● RECORDS
--- START ---

//! Renders a finalized schema tree as proto2 source text.

use std::{collections::HashSet, fmt::Write as _};

use crate::tree::{FinalizedSchema, NodeId, SchemaNode, SchemaTree};

const INDENT: &str = "    ";

/// Name of the wrapper message that holds every row of a sheet.
pub fn container_type_name(root_type: &str) -> String {
    format!("{root_type}_ARRAY")
}

/// Fully qualified message name inside `package`.
pub fn qualified_name(package: &str, type_name: &str) -> String {
    if package.is_empty() {
        type_name.to_string()
    } else {
        format!("{package}.{type_name}")
    }
}

pub fn render_proto(schema: &FinalizedSchema, file_name: &str, package: &str) -> String {
    let tree = schema.tree();
    let root_type = schema.root_type();
    let mut out = String::new();

    let _ = writeln!(out, "// {file_name}");
    let _ = writeln!(
        out,
        "// Generated by sheet-pb from sheet '{root_type}'. Do not edit by hand."
    );
    let _ = writeln!(out);
    let _ = writeln!(out, "syntax = \"proto2\";");
    let _ = writeln!(out);
    for import in schema.imports() {
        let _ = writeln!(out, "import \"{import}\";");
    }
    if !schema.imports().is_empty() {
        let _ = writeln!(out);
    }
    if !package.is_empty() {
        let _ = writeln!(out, "package {package};");
        let _ = writeln!(out);
    }

    let mut defined = HashSet::new();
    render_message(tree, tree.root(), 0, &mut defined, &mut out);

    let _ = writeln!(out);
    let _ = writeln!(out, "message {} {{", container_type_name(root_type));
    let _ = writeln!(out, "{INDENT}repeated {root_type} items = 1;");
    let _ = writeln!(out, "}}");
    out
}

fn render_message(
    tree: &SchemaTree,
    id: NodeId,
    depth: usize,
    defined: &mut HashSet<String>,
    out: &mut String,
) {
    let node = tree.node(id);
    if !node.is_group() || node.is_common_type || defined.contains(node.type_name()) {
        return;
    }
    let indent = INDENT.repeat(depth);
    let inner = INDENT.repeat(depth + 1);
    let _ = writeln!(out, "{indent}message {} {{", node.type_name());

    for child in tree.children(id) {
        render_message(tree, *child, depth + 1, defined, out);
    }
    for child in tree.children(id) {
        let field = tree.node(*child);
        if !field.is_group() && !field.comment.is_empty() {
            render_comment(&field.comment, &inner, out);
        }
        let label = if field.is_list() { "repeated" } else { "optional" };
        let _ = writeln!(
            out,
            "{inner}{label} {} {} = {}{};",
            field_type(field),
            field.name,
            field.field_number.unwrap_or_default(),
            default_option(field),
        );
    }

    let _ = writeln!(out, "{indent}}}");
    defined.insert(node.type_name().to_string());
}

/// Common types are referenced by their fully qualified name so they resolve
/// regardless of the package they live in.
fn field_type(node: &SchemaNode) -> String {
    match &node.message {
        Some(message) if node.is_common_type => format!(".{}", message.full_name()),
        _ => node.type_name().to_string(),
    }
}

fn default_option(node: &SchemaNode) -> String {
    let Some(default) = &node.spec.default else {
        return String::new();
    };
    let quoted = matches!(node.type_name(), "string" | "bytes") && !default.starts_with('"');
    if quoted {
        format!(" [default = \"{}\"]", default.replace('\\', "\\\\").replace('"', "\\\""))
    } else {
        format!(" [default = {default}]")
    }
}

fn render_comment(comment: &str, indent: &str, out: &mut String) {
    let _ = writeln!(out, "{indent}/**");
    for line in comment.lines() {
        let line = line.trim_end().replace("*/", "* /");
        if line.is_empty() {
            let _ = writeln!(out, "{indent} *");
        } else {
            let _ = writeln!(out, "{indent} * {line}");
        }
    }
    let _ = writeln!(out, "{indent} */");
}

#[cfg(test)]
mod tests {
    use super::*;
    use crate::{registry::CommonTypes, tree::SchemaBuilder};

    fn finalize(columns: &[(&str, &str, &str)]) -> FinalizedSchema {
        let registry = CommonTypes::empty();
        let mut builder = SchemaBuilder::new("HERO", None, &registry);
        for (idx, (path, spec, comment)) in columns.iter().enumerate() {
            builder.append(path, spec, comment, idx).expect("append");
        }
        builder.finish().expect("finish")
    }

    #[test]
    fn renders_fields_nested_messages_and_wrapper() {
        let schema = finalize(&[
            ("id", "uint32", "Hero id"),
            ("name", "string=nobody", ""),
            ("skill.id", "Skill|int32", "Skill id"),
            ("skill.level", "int32=1", ""),
            ("skill.id", "", ""),
            ("skill.level", "", ""),
            ("tags", "string[repeated]", ""),
        ]);
        let text = render_proto(&schema, "dataconfig_hero.proto", "dataconfig");
        let expected = "\
// dataconfig_hero.proto
// Generated by sheet-pb from sheet 'HERO'. Do not edit by hand.

syntax = \"proto2\";

package dataconfig;

message HERO {
    message Skill {
        /**
         * Skill id
         */
        optional int32 id = 1;
        optional int32 level = 2 [default = 1];
    }
    /**
     * Hero id
     */
    optional uint32 id = 1;
    optional string name = 2 [default = \"nobody\"];
    repeated Skill skill = 3;
    repeated string tags = 4;
}

message HERO_ARRAY {
    repeated HERO items = 1;
}
";
        assert_eq!(text, expected);
    }

    #[test]
    fn shared_nested_type_is_emitted_once() {
        let schema = finalize(&[
            ("main.id", "Item|int32", ""),
            ("main.count", "int32", ""),
            ("extra.id", "Item|int32", ""),
            ("extra.count", "int32", ""),
        ]);
        let text = render_proto(&schema, "dataconfig_hero.proto", "");
        assert_eq!(text.matches("message Item {").count(), 1);
        assert!(text.contains("optional Item main = 1;"));
        assert!(text.contains("optional Item extra = 2;"));
        assert!(!text.contains("package"));
    }

    #[test]
    fn multi_line_comments_are_indented() {
        let schema = finalize(&[("id", "int32", "first line\nsecond */ line")]);
        let text = render_proto(&schema, "x.proto", "p");
        assert!(text.contains("     * first line\n     * second * / line\n     */\n"));
    }

    #[test]
    fn names_are_qualified_with_package() {
        assert_eq!(qualified_name("dataconfig", "HERO"), "dataconfig.HERO");
        assert_eq!(qualified_name("", "HERO"), "HERO");
        assert_eq!(container_type_name("HERO"), "HERO_ARRAY");
    }
}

--- END ---

● EXERCISE REQUIREMENTS
The string "else" may appear in the entries. Say how many lines contain it, as a bare number.

● FINAL ANSWER
5